# Photoshop for free



## BEACHBUM (Sep 18, 2016)

Please give me Photoshop requests, because I'm bored af (I have only like 4 days of trial left lol hurry up!)
Ill do these Photoshop requests for free (I'm not amazing nor am I horrible), because I'm bored! Ill probably be able to do most of them since I'll get like zero requests .-.
If you want me to Photoshop something for you tell me what!
For example here is one of my Photoshop's:
(Someone said do a dolphin jumping out of a GameCube!)


----------



## BEACHBUM (Sep 18, 2016)

Amazing right? lol


----------



## dogmarch (Sep 18, 2016)

photoshop john cena, explosions, and potatoes in one picture. be creative. lol


----------



## Futurdreamz (Sep 18, 2016)

photoshop a 3ds in a orange


----------



## ThisIsDaAccount (Sep 18, 2016)

Ooh, I have a request! I've recently gotten a New3DS and I've been meaning to get a custom faceplate for it from NekoNinjaStore on Etsy. Would you mind makimg an image of one in the style of the 20th anniversary Charizard and venusaur, but with a GS artwork Steelix? The style should be similar to this:

https://www.reddit.com/r/pokemon/co...aur_face_plate_would/?st=it82071c&sh=d772082b

But please make the image flat, as in not adding the 3DS around it with the curves in the sides, and keeping the image as detailed as possible (Photoshop image file with separate layers preferred, and as high quality as possible; I have no idea how detailed they require the image to be, if anyone happens to know please tell me). Thanks, I appreciate it a ton!


----------



## Pecrow (Sep 18, 2016)

Photoshop your thoughts on how the Nintendo NX will look like! Then nintendo CEO laughing in an evil way for not telling us anything about the fucking NX!


----------



## Journoid (Sep 18, 2016)

shop donald trump with an army of little sock monkeys building small lego walls :V


----------



## Deleted User (Sep 18, 2016)

A little off-topic, but can you point me to a photoshop guide hat teachers people how to do stuff like this?


----------



## Pecrow (Sep 18, 2016)

Journeysl898 said:


> shop donald trump with an army of little sock monkeys building small lego walls :V


How about donald trump working as landscaping and building hilary a wall at her house!

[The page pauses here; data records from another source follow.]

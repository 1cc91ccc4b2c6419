//! Trajectory-level containers for primal and dual solutions and metrics.
//!
//! `swap` exchanges owned buffers and never copies trajectory data.

use nalgebra::DVector;
use talos_core::{Metrics, MultiplierCollection};

/// Time-indexed state and input trajectories of one rollout.
#[derive(Clone, Debug, Default, PartialEq)]
pub struct PrimalSolution {
    pub time_trajectory: Vec<f64>,
    /// Index of the first node after each event.
    pub post_event_indices: Vec<usize>,
    pub state_trajectory: Vec<DVector<f64>>,
    pub input_trajectory: Vec<DVector<f64>>,
}

impl PrimalSolution {
    pub fn swap(&mut self, other: &mut Self) {
        std::mem::swap(self, other);
    }

    pub fn clear(&mut self) {
        self.time_trajectory.clear();
        self.post_event_indices.clear();
        self.state_trajectory.clear();
        self.input_trajectory.clear();
    }

    /// Number of nodes.
    pub fn len(&self) -> usize {
        self.time_trajectory.len()
    }

    pub fn is_empty(&self) -> bool {
        self.time_trajectory.is_empty()
    }
}

/// Multiplier estimates along the trajectory.
#[derive(Clone, Debug, Default, PartialEq)]
pub struct DualSolution {
    pub time_trajectory: Vec<f64>,
    pub post_event_indices: Vec<usize>,
    pub final_multipliers: MultiplierCollection,
    /// One entry per event.
    pub pre_jumps: Vec<MultiplierCollection>,
    /// One entry per node of `time_trajectory`.
    pub intermediates: Vec<MultiplierCollection>,
}

impl DualSolution {
    pub fn swap(&mut self, other: &mut Self) {
        std::mem::swap(self, other);
    }

    pub fn clear(&mut self) {
        self.time_trajectory.clear();
        self.post_event_indices.clear();
        self.final_multipliers.clear();
        self.pre_jumps.clear();
        self.intermediates.clear();
    }
}

/// Metrics of every node of a rollout.
#[derive(Clone, Debug, Default, PartialEq)]
pub struct ProblemMetrics {
    pub final_metrics: Metrics,
    pub pre_jumps: Vec<Metrics>,
    pub intermediates: Vec<Metrics>,
}

impl ProblemMetrics {
    pub fn swap(&mut self, other: &mut Self) {
        std::mem::swap(self, other);
    }

    pub fn clear(&mut self) {
        self.final_metrics.clear();
        self.pre_jumps.clear();
        self.intermediates.clear();
    }

    /// Sum of the node costs (intermediate nodes are not time-weighted).
    pub fn total_cost(&self) -> f64 {
        self.final_metrics.cost
            + self
                .pre_jumps
                .iter()
                .chain(&self.intermediates)
                .map(|m| m.cost)
                .sum::<f64>()
    }
}

#[cfg(test)]
mod tests {
    use super::*;
    use approx::assert_relative_eq;

    #[test]
    fn primal_swap_exchanges_buffers() {
        let mut a = PrimalSolution {
            time_trajectory: vec![0.0, 0.1],
            state_trajectory: vec![DVector::zeros(2); 2],
            ..Default::default()
        };
        let mut b = PrimalSolution::default();
        let ptr = a.time_trajectory.as_ptr();

        a.swap(&mut b);
        assert!(a.is_empty());
        assert_eq!(b.len(), 2);
        assert_eq!(b.time_trajectory.as_ptr(), ptr);
    }

    #[test]
    fn dual_clear_empties_everything() {
        let mut d = DualSolution {
            time_trajectory: vec![0.0],
            intermediates: vec![MultiplierCollection::default()],
            ..Default::default()
        };
        d.clear();
        assert_eq!(d, DualSolution::default());
    }

    #[test]
    fn total_cost_sums_all_nodes() {
        let node = |cost| Metrics {
            cost,
            ..Default::default()
        };
        let m = ProblemMetrics {
            final_metrics: node(1.0),
            pre_jumps: vec![node(0.5)],
            intermediates: vec![node(2.0), node(3.0)],
        };
        assert_relative_eq!(m.total_cost(), 6.5);
    }
}
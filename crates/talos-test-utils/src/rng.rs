//! Deterministic RNG utilities for reproducible tests.

use nalgebra::{DMatrix, DVector};
use rand::{Rng, SeedableRng};
use rand_chacha::ChaCha8Rng;

/// Create a deterministic `ChaCha8Rng` from a seed.
///
/// All test randomization should go through this to ensure reproducibility.
pub fn seeded_rng(seed: u64) -> ChaCha8Rng {
    ChaCha8Rng::seed_from_u64(seed)
}

/// Random `n x n` orthogonal matrix (Q factor of a uniform random matrix).
pub fn random_orthogonal(rng: &mut impl Rng, n: usize) -> DMatrix<f64> {
    let m = DMatrix::from_fn(n, n, |_, _| rng.gen_range(-1.0..1.0));
    m.qr().q()
}

/// Random symmetric matrix `Q diag(spectrum) Qᵀ` with the given eigenvalues.
pub fn random_symmetric_with_spectrum(rng: &mut impl Rng, spectrum: &[f64]) -> DMatrix<f64> {
    let q = random_orthogonal(rng, spectrum.len());
    let lambda = DMatrix::from_diagonal(&DVector::from_column_slice(spectrum));
    let m = &q * lambda * q.transpose();
    // exact symmetry
    (&m + m.transpose()) * 0.5
}

// ---------------------------------------------------------------------------
// Tests
// ---------------------------------------------------------------------------

#[cfg(test)]
mod tests {
    use super::*;

    #[test]
    fn seeded_rng_is_deterministic() {
        let mut rng1 = seeded_rng(42);
        let mut rng2 = seeded_rng(42);
        let v1: f64 = rng1.r#gen();
        let v2: f64 = rng2.r#gen();
        assert!((v1 - v2).abs() < f64::EPSILON);
    }

    #[test]
    fn orthogonal_matrix_is_orthogonal() {
        let q = random_orthogonal(&mut seeded_rng(7), 5);
        let err = (q.transpose() * &q - DMatrix::identity(5, 5)).norm();
        assert!(err < 1e-10, "‖QᵀQ − I‖ = {err}");
    }

    #[test]
    fn prescribed_spectrum_is_recovered() {
        let spectrum = [-2.0, 0.5, 3.0, 7.0];
        let m = random_symmetric_with_spectrum(&mut seeded_rng(3), &spectrum);
        assert_eq!(m, m.transpose());
        let mut eig: Vec<f64> = m.symmetric_eigenvalues().iter().copied().collect();
        eig.sort_by(f64::total_cmp);
        for (got, want) in eig.iter().zip(spectrum) {
            assert!((got - want).abs() < 1e-9, "{got} vs {want}");
        }
    }
}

Lol


----------



## JoostinOnline (Sep 18, 2016)

I request a free copy of Photoshop


----------



## BEACHBUM (Sep 18, 2016)

VinLark said:


> A little off-topic, but can you point me to a photoshop guide hat teachers people how to do stuff like this?


Oh, I'm not getting tought... Im teaching myself xD

--------------------- MERGED ---------------------------



JoostinOnline said:


> I request a free copy of Photoshop


I do adobe photoshop free trials lol

--------------------- MERGED ---------------------------



ThisIsDaAccount said:


> Ooh, I have a request! I've recently gotten a New3DS and I've been meaning to get a custom faceplate for it from NekoNinjaStore on Etsy. Would you mind makimg an image of one in the style of the 20th anniversary Charizard and venusaur, but with a GS artwork Steelix? The style should be similar to this:
> 
> https://www.reddit.com/r/pokemon/co...aur_face_plate_would/?st=it82071c&sh=d772082b
> 
> But please make the image flat, as in not adding the 3DS around it with the curves in the sides, and keeping the image as detailed as possible (Photoshop image file with separate layers preferred, and as high quality as possible; I have no idea how detailed they require the image to be, if anyone happens to know please tell me). Thanks, I appreciate it a ton!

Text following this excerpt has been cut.